I am a sole parent mum with a young son who is in primary school. In April this year, the home I grew up in and lived in for decades was sold by my father who lives interstate, and I only found out after the settlement. My son and I are now facing imminent homelessness.
My son has serious health issues, including multiple food allergies, anaphylaxis and asthma, that have constrained my ability to look for and secure paid employment. Since last year, I have been transferred from the parenting payment single to the jobseeker payment, which is substantially lower. This payment, which was designed to support an out-of-work adult, is now expected to be enough for a parent and child to live on – an impossibility with the exorbitant cost of rent these days.
My son’s father is estranged and moved overseas. He pays just $30 a fortnight in child support. The local housing organisation repeatedly tells me there is no public or social housing available and the waiting time is 15 years. There is no transitional or priority housing available, so mums like me and their children are often forced to sleep on friends’ couches or in cars.
Our new prime minister has spoken extensively about being brought up by a single mum in public housing, as if to indicate that anyone in Australia can get ahead and end up at the top. Well, maybe that was the case when he was a child and Gough Whitlam was prime minister. Australian life has become a lot harsher for those with less, and the safety net for low-income single parent families has all but disappeared.
So, what are some possible solutions to this crisis?

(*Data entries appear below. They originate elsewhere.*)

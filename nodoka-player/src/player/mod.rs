//! Interactive player
//!
//! **Module Structure:**
//! - `core.rs`: Player construction and control calls
//! - `events.rs`: backend event handling and outgoing notifications
//! - `state.rs`: the state machine's transition table

mod core;
mod events;
pub mod state;

pub use self::core::Player;
pub use events::PlayerNotification;
pub use state::PlayerState;
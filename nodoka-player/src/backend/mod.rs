//! Media backend seam
//!
//! The player and the scan queue each own one [`MediaBackend`] instance and
//! never share it. A backend reports what happens to the opened media through
//! [`BackendEvent`]s pushed into the [`EventSink`] given at open time. Events
//! may be sent from any thread; the receiver side is drained by exactly one
//! task, so proxy state is only ever touched from that task.

pub mod headless;

pub use headless::SymphoniaBackend;

use crate::error::Result;
use std::path::Path;
use tokio::sync::mpsc;

/// Engine-side playback state
#[derive(Debug, Clone, Copy, PartialEq, Eq)]
pub enum BackendState {
    NothingSpecial,
    Opening,
    Buffering,
    Playing,
    Paused,
    Stopped,
    Ended,
    Error,
}

/// Asynchronous notification from a backend about the opened media
#[derive(Debug, Clone, PartialEq)]
pub enum BackendEvent {
    /// Engine state moved
    StateChanged(BackendState),
    /// Container metadata (duration) became available, or was lost
    ParsedChanged(bool),
    /// Playback position in milliseconds
    TimeChanged(i64),
    /// The media played through to its end
    EndReached,
    /// Engine-reported failure; the media stays loaded
    Error(String),
}

/// Sending half handed to a backend on open
pub type EventSink = mpsc::UnboundedSender<BackendEvent>;

/// Receiving half drained by the owner of the backend
pub type EventStream = mpsc::UnboundedReceiver<BackendEvent>;

/// Create a connected sink/stream pair
pub fn event_channel() -> (EventSink, EventStream) {
    mpsc::unbounded_channel()
}

/// Native media engine
///
/// Control calls return quickly; their effects are reported through events.
/// Positions and durations are in milliseconds, with -1 meaning unknown.
pub trait MediaBackend: Send + Sync {
    /// Open `path`, replacing (and releasing) any media already open
    fn open(&self, path: &Path, events: EventSink) -> Result<()>;

    /// Drop the media handle; no further events are sent for it
    fn release(&self);

    fn play(&self) -> Result<()>;

    fn pause(&self) -> Result<()>;

    fn stop(&self) -> Result<()>;

    fn seek(&self, position_ms: i64) -> Result<()>;

    fn is_seekable(&self) -> bool;

    fn position(&self) -> i64;

    fn duration(&self) -> i64;

    /// Volume on the 0-200 scale, 100 being unity
    fn set_volume(&self, volume: i32) -> Result<()>;

    fn set_rate(&self, rate: f32) -> Result<()>;

    fn state(&self) -> BackendState;
}
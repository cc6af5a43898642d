//! # Nodoka Player Library (nodoka-player)
//!
//! Playback engine and playback-state cache for the Nodoka audiobook player.
//!
//! **Purpose:** Wrap a media backend in a player state machine, persist
//! per-file progress in a content-addressed sidecar store, and probe file
//! durations on a dedicated scan engine without disturbing live playback.
//!
//! **Architecture:**
//! - [`sidecar`]: hashed key/document store for high-churn playback fields
//! - [`proxy`]: cached wrappers over library rows plus the aggregate cascade
//! - [`backend`]: media engine seam and the silent headless symphonia engine
//! - [`player`]: interactive player state machine
//! - [`scan`]: serial duration-probe queue

pub mod backend;
pub mod checksum;
pub mod config;
pub mod db;
pub mod error;
pub mod player;
pub mod proxy;
pub mod scan;
pub mod sidecar;

pub use error::{Error, Result};
pub use player::{Player, PlayerNotification};
pub use proxy::{AudiobookFileProxy, AudiobookProxy, ProxyCache};
pub use scan::{ScanEvent, ScanQueue};
pub use sidecar::SidecarStore;
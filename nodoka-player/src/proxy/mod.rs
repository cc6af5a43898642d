//! Proxy layer over library rows
//!
//! A proxy pairs an immutable library row with its sidecar document and is
//! the one place playback state is read and written. [`ProxyCache`] hands out
//! a single live instance per key so that cascade hooks attached by an
//! [`AudiobookProxy`] to its files keep firing for every caller.

pub mod audiobook_proxy;
pub mod cache;
pub mod file_proxy;

pub use audiobook_proxy::AudiobookProxy;
pub use cache::ProxyCache;
pub use file_proxy::AudiobookFileProxy;

use std::sync::Arc;

/// Callback a parent aggregate attaches to a child proxy
pub type CascadeHook = Arc<dyn Fn() + Send + Sync>;

/// Sidecar key of an audiobook: its id and base directory hashed together
pub fn audiobook_sidecar_key(id: i64, directory: &str) -> String {
    format!("Collection:{}:{}", id, directory)
}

Prioritise public and social housing for sole parent families so that the threat of homelessness is not a reality for mums and their kids.
Increase rent assistance in line with market value rental prices. The maximum rent assistance a single parent can receive is $85 a week, but you can’t even find a basic two-bedroom unit for under $350 a week.
Cap rental prices so that families on low incomes are not having to pay more than 30% of their income on rent, which is the benchmark used by real estate agencies to determine if an applicant can afford a rental.
Reinstate the parenting payment single until our children turn 16 at an amount we can actually live on.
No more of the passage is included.